Every data set contains a wealth of descriptive statistics, group level observations, and hidden variables that you need to calculate to use. The dplyr package provides five optimized functions that perform these transformations, as well as a pipe syntax that makes R code more concise and intuitive.
3. The structure of data sets parallels the structure of data visualizations.
Each observation in a data set can be displayed as a mark on a graph. Each variable can be displayed as a visual property of the mark. The result is a grammar of graphics that let’s you create thousands of graphs by choosing several parameters: a data set, a type of mark, and a set of mappings between variables and properties. The ggvis package implements this grammar to make both static and interactive plots.
The tutorial will be led by Garrett Grolemund, Data Scientist and Master Instructor at RStudio. Garrett maintains the lubridate R package, and is the author of Hands-On Programming with R as well as Data Science with R, a forthcoming book by O’Reilly Media.

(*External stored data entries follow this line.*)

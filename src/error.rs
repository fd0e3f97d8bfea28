use std::io;
use std::path::PathBuf;

use thiserror::Error;

/// Errors raised while reading a board from its text representation.
#[derive(Error, Debug, Clone, PartialEq, Eq)]
pub enum ParseBoardError {
    #[error("board has no bottles")]
    Empty,
    #[error("unknown color `{0}`")]
    UnknownColor(String),
    #[error("bottle {index} holds {len} segments but capacity is {capacity}")]
    Overfull {
        index: usize,
        len: usize,
        capacity: usize,
    },
}

#[derive(Error, Debug)]
pub enum ConfigError {
    #[error("cannot read {path}: {source}")]
    Io {
        path: PathBuf,
        #[source]
        source: io::Error,
    },
    #[error("malformed configuration: {0}")]
    Json(#[from] serde_json::Error),
    #[error("invalid configuration: {0}")]
    Invalid(String),
}
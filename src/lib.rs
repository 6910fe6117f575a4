pub mod destroyable;
pub mod events;
pub mod game;
pub mod helpers;
pub mod model;

#[cfg(test)]
mod tests {
    use std::sync::Once;
    use test_context::TestContext;

    static INIT_LOGGER: Once = Once::new();

    pub struct UsingLogger {
        _value: String,
    }

    impl TestContext for UsingLogger {
        fn setup() -> UsingLogger {
            INIT_LOGGER.call_once(|| {
                env_logger::init();
            });

            UsingLogger {
                _value: "Hello, World!".to_string(),
            }
        }

        fn teardown(self) {
            // Perform any teardown you wish.
        }
    }
}
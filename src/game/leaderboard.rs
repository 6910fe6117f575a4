use std::cmp::Ordering;
use std::collections::HashMap;
use std::fs;
use std::path::PathBuf;

use chrono::Utc;
use log::{trace, warn};

use crate::model::{AttemptStats, LeaderboardEntry};

pub const LEADERBOARD_KEY: &str = "connections-leaderboard";
pub const LEADERBOARD_LIMIT: usize = 10;

/// Flat key-value byte store the leaderboard persists through. Injected so
/// tests run against an in-memory double and the embedding picks the real
/// location.
pub trait StoragePort {
    fn read(&self, key: &str) -> Option<Vec<u8>>;
    fn write(&mut self, key: &str, value: &[u8]) -> std::io::Result<()>;
}

/// Stores each key as `<data_dir>/<key>.json`.
#[derive(Debug)]
pub struct FileStore {
    data_dir: PathBuf,
}

impl FileStore {
    pub fn new(data_dir: PathBuf) -> Self {
        if !data_dir.exists() {
            let _ = fs::create_dir_all(&data_dir);
        }
        Self { data_dir }
    }

    fn path_for(&self, key: &str) -> PathBuf {
        self.data_dir.join(format!("{}.json", key))
    }
}

impl StoragePort for FileStore {
    fn read(&self, key: &str) -> Option<Vec<u8>> {
        fs::read(self.path_for(key)).ok()
    }

    fn write(&mut self, key: &str, value: &[u8]) -> std::io::Result<()> {
        fs::write(self.path_for(key), value)
    }
}

/// In-memory store for tests and headless embeddings.
#[derive(Debug, Default)]
pub struct MemoryStore {
    values: HashMap<String, Vec<u8>>,
}

impl StoragePort for MemoryStore {
    fn read(&self, key: &str) -> Option<Vec<u8>> {
        self.values.get(key).cloned()
    }

    fn write(&mut self, key: &str, value: &[u8]) -> std::io::Result<()> {
        self.values.insert(key.to_string(), value.to_vec());
        Ok(())
    }
}

/// Ranked history of past attempts, bounded at the best ten. Loading is
/// fail-soft (absent or corrupt bytes give an empty board) and writes are
/// best-effort; the leaderboard is a convenience, never authoritative game
/// state.
pub struct LeaderboardStore<S: StoragePort> {
    storage: S,
    entries: Vec<LeaderboardEntry>,
}

/// Wins before losses; faster wins first; among losses, fewer mistakes
/// first. Exact ties keep insertion order (stable sort). The loss tier is
/// effectively flat in normal play, where every loss carries four mistakes,
/// but the comparator still applies if partial attempts ever get recorded.
fn rank(a: &LeaderboardEntry, b: &LeaderboardEntry) -> Ordering {
    b.won.cmp(&a.won).then_with(|| {
        if a.won {
            a.time.cmp(&b.time)
        } else {
            a.mistakes.cmp(&b.mistakes)
        }
    })
}

impl<S: StoragePort> LeaderboardStore<S> {
    pub fn new(storage: S) -> Self {
        let entries: Vec<LeaderboardEntry> = storage
            .read(LEADERBOARD_KEY)
            .and_then(|bytes| match serde_json::from_slice(&bytes) {
                Ok(entries) => Some(entries),
                Err(err) => {
                    warn!(target: "leaderboard", "Discarding unreadable leaderboard: {}", err);
                    None
                }
            })
            .unwrap_or_default();
        trace!(target: "leaderboard", "Loaded {} entries", entries.len());
        Self { storage, entries }
    }

    pub fn entries(&self) -> &[LeaderboardEntry] {
        &self.entries
    }

    /// Appends an attempt, re-ranks, truncates to the best ten, persists,
    /// and returns the new order.
    pub fn record(&mut self, stats: &AttemptStats) -> &[LeaderboardEntry] {
        self.entries
            .push(LeaderboardEntry::from_attempt(stats, Utc::now()));
        self.entries.sort_by(rank);
        self.entries.truncate(LEADERBOARD_LIMIT);
        self.persist();
        &self.entries
    }

    fn persist(&mut self) {
        match serde_json::to_vec(&self.entries) {
            Ok(bytes) => {
                if let Err(err) = self.storage.write(LEADERBOARD_KEY, &bytes) {
                    warn!(target: "leaderboard", "Failed to persist leaderboard: {}", err);
                }
            }
            Err(err) => {
                warn!(target: "leaderboard", "Failed to serialize leaderboard: {}", err);
            }
        }
    }
}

I specialize in teaching people how to use R – and especially Hadley Wickham’s R packages – to do insightful, reliable data science. Hadley was my dissertation advisor at Rice University, where I gained a first-hand understanding of his R libraries. While at Rice, I taught (and helped developed) the courses “Statistics 405: Introduction to Data Analysis,” and “Visualization in R with ggplot2”. Before that, I taught introductory statistics as a Teaching Fellow at Harvard University.
I’m very passionate about helping people analyze data better. I have travelled as far as New Zealand, where R was born, to learn new ways to teach data science. I worked alongside some of the original developers of R to hone my programming skills, and I collaborated with the New Zealand government in a nationwide project to improve how New Zealand teaches data analysis to new statisticians.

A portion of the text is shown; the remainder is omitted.